Il Codacons Sicilia annuncia l’avvio di una campagna di azioni collettive contro banche e finanziarie, a seguito della storica decisione della Grande Sezione della Corte di Giustizia dell’Unione Europea nella causa C-744/24, recentemente pubblicata. La sentenza ha stabilito il divieto per le banche di riscuotere interessi sulle somme destinate ai costi connessi al finanziamento, come i premi assicurativi.

Secondo quanto chiarito dai giudici di Lussemburgo, “importo totale del credito” e “costo totale del credito” sono nozioni distinte. Il tasso debitore può essere applicato esclusivamente sul capitale effettivamente messo a disposizione del consumatore. Di conseguenza, la prassi degli istituti di credito di inserire le polizze assicurative e gli altri costi accessori nel conteggio della quota capitale soggetta a interessi è illegittima.

La mobilitazione del Codacons punta a tutelare migliaia di risparmiatori che hanno sottoscritto contratti di credito al consumo, come prestiti personali, cessioni del quinto e finanziamenti per l’acquisto di beni o servizi, gravati da costi accessori.

In termini concreti, nel caso in cui il contratto di credito al consumo violi il principio affermato dalla Corte di Giustizia dell’Unione Europea, il consumatore avrebbe diritto all’applicazione degli interessi al tasso BOT, che per i contratti degli ultimi anni è prossimo allo zero o comunque di poco superiore, a non sostenere più alcun costo del credito e alla riduzione a 36 mesi della durata del finanziamento.

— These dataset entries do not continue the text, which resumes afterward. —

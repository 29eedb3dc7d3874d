//! In-process [`PolicyStore`] with a call log and fault injection.
//!
//! Clones share state, so a handle kept outside the engine observes every
//! call the engine makes.

use std::collections::{HashMap, HashSet};
use std::sync::{Arc, Mutex, MutexGuard, PoisonError};

use orgiam_core::error::{OrgIamError, OrgIamResult};
use orgiam_core::policy::PolicyStore;
use orgiam_core::roles::RoleSet;

#[derive(Debug, Clone, PartialEq, Eq)]
pub enum PolicyCall {
    Grant { principal: String, role: String },
    RevokeAll { principal: String },
}

#[derive(Debug, Default)]
struct State {
    bindings: HashMap<String, RoleSet>,
    calls: Vec<PolicyCall>,
    failing_roles: HashSet<String>,
    failing_revokes: HashSet<String>,
}

#[derive(Debug, Clone, Default)]
pub struct InMemoryPolicyStore {
    state: Arc<Mutex<State>>,
}

impl InMemoryPolicyStore {
    pub fn new() -> Self {
        Self::default()
    }

    fn lock(&self) -> MutexGuard<'_, State> {
        self.state.lock().unwrap_or_else(PoisonError::into_inner)
    }

    /// Make every grant of `role` fail until [`heal`](Self::heal).
    pub fn fail_grants_of(&self, role: &str) {
        self.lock().failing_roles.insert(role.to_string());
    }

    /// Make every full revoke of `principal` fail until [`heal`](Self::heal).
    pub fn fail_revokes_of(&self, principal: &str) {
        self.lock().failing_revokes.insert(principal.to_string());
    }

    pub fn heal(&self) {
        let mut state = self.lock();
        state.failing_roles.clear();
        state.failing_revokes.clear();
    }

    pub fn held(&self, principal: &str) -> RoleSet {
        self.lock()
            .bindings
            .get(principal)
            .cloned()
            .unwrap_or_default()
    }

    pub fn calls(&self) -> Vec<PolicyCall> {
        self.lock().calls.clone()
    }

    /// Roles granted to `principal` since the log was last cleared, in
    /// call order.
    pub fn grants_to(&self, principal: &str) -> Vec<String> {
        self.lock()
            .calls
            .iter()
            .filter_map(|call| match call {
                PolicyCall::Grant { principal: p, role } if p == principal => Some(role.clone()),
                _ => None,
            })
            .collect()
    }

    pub fn clear_calls(&self) {
        self.lock().calls.clear();
    }
}

impl PolicyStore for InMemoryPolicyStore {
    async fn grant(&self, principal: &str, role: &str) -> OrgIamResult<()> {
        let mut state = self.lock();
        state.calls.push(PolicyCall::Grant {
            principal: principal.to_string(),
            role: role.to_string(),
        });
        if state.failing_roles.contains(role) {
            return Err(OrgIamError::Policy(format!(
                "grant of {role} to {principal} rejected"
            )));
        }
        state
            .bindings
            .entry(principal.to_string())
            .or_default()
            .insert(role.to_string());
        Ok(())
    }

    async fn revoke_all(&self, principal: &str) -> OrgIamResult<()> {
        let mut state = self.lock();
        state.calls.push(PolicyCall::RevokeAll {
            principal: principal.to_string(),
        });
        if state.failing_revokes.contains(principal) {
            return Err(OrgIamError::Policy(format!(
                "revoke of {principal} rejected"
            )));
        }
        state.bindings.remove(principal);
        Ok(())
    }

    async fn roles_of(&self, principal: &str) -> OrgIamResult<RoleSet> {
        Ok(self.held(principal))
    }
}

#[cfg(test)]
mod tests {
    use orgiam_core::roles::role_set;

    use super::*;
    use crate::sync::PolicySynchronizer;

    #[tokio::test]
    async fn reconcile_grants_only_missing_roles() {
        let store = InMemoryPolicyStore::new();
        let sync = PolicySynchronizer::new(store.clone());

        let report = sync
            .reconcile(
                "a@example.com",
                &role_set(["viewer", "editor", "admin"]),
                &role_set(["viewer", "editor"]),
            )
            .await;

        assert!(report.is_complete());
        assert!(!report.revoked_all);
        assert_eq!(report.granted, vec!["admin".to_string()]);
        assert_eq!(store.grants_to("a@example.com"), vec!["admin".to_string()]);
    }

    #[tokio::test]
    async fn stale_roles_force_full_replace() {
        let store = InMemoryPolicyStore::new();
        let sync = PolicySynchronizer::new(store.clone());
        sync.reconcile("a@example.com", &role_set(["viewer", "admin"]), &RoleSet::new())
            .await;
        store.clear_calls();

        let report = sync
            .reconcile(
                "a@example.com",
                &role_set(["viewer"]),
                &role_set(["viewer", "admin"]),
            )
            .await;

        assert!(report.revoked_all);
        assert_eq!(report.held_after, role_set(["viewer"]));
        assert_eq!(store.held("a@example.com"), role_set(["viewer"]));
        assert_eq!(
            store.calls()[0],
            PolicyCall::RevokeAll {
                principal: "a@example.com".into()
            }
        );
    }

    #[tokio::test]
    async fn partial_failure_is_reported_not_rolled_back() {
        let store = InMemoryPolicyStore::new();
        store.fail_grants_of("admin");
        let sync = PolicySynchronizer::new(store.clone());

        let report = sync
            .reconcile(
                "a@example.com",
                &role_set(["admin", "editor", "viewer"]),
                &RoleSet::new(),
            )
            .await;

        assert!(!report.is_complete());
        assert_eq!(report.failed, vec!["admin".to_string()]);
        assert_eq!(report.held_after, role_set(["editor", "viewer"]));
        assert!(report.error.is_some());
        assert_eq!(store.held("a@example.com"), role_set(["editor", "viewer"]));
    }

    #[tokio::test]
    async fn failed_revoke_keeps_belief_unchanged() {
        let store = InMemoryPolicyStore::new();
        store.fail_revokes_of("a@example.com");
        let sync = PolicySynchronizer::new(store.clone());

        let held = role_set(["admin", "viewer"]);
        let report = sync
            .reconcile("a@example.com", &role_set(["viewer"]), &held)
            .await;

        assert!(!report.is_complete());
        assert!(!report.revoked_all);
        assert_eq!(report.failed, vec!["admin".to_string()]);
        assert_eq!(report.held_after, held);
    }
}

Alcuni esempi pratici chiariscono la portata della questione. Su un finanziamento stipulato nel 2014 di 18.000 euro, più 720 euro di costi di polizza, per il quale il consumatore ha versato complessivamente 24.240 euro in 60 rate, andrebbero restituiti 6.100 euro, considerando un tasso BOT stimato allo 0,50%. Su un finanziamento che ha previsto il pagamento complessivo di 89.791 euro, al consumatore è stata riconosciuta la restituzione di 16.500 euro dal Tribunale di Salerno. In un altro caso simile, relativo a un finanziamento di importo più elevato, il Tribunale di Marsala ha invece riconosciuto al consumatore la somma di 32.400 euro.

I dettagli dell’iniziativa dell’associazione dei consumatori includono, quindi, le domande di restituzione di tutti gli interessi indebitamente pagati sui premi assicurativi e sulle spese accessorie finanziate, oltre alla richiesta di ricalcolo dei piani di ammortamento in corso, con conseguente riduzione della rata mensile residua.

Possono aderire tutti i cittadini che hanno in essere, o hanno estinto negli ultimi dieci anni, un contratto di credito al consumo che prevedeva il finanziamento di una polizza assicurativa abbinata, come polizze vita o impiego, oppure di rilevanti commissioni iniziali o di altra tipologia di costi sui quali sono stati applicati interessi.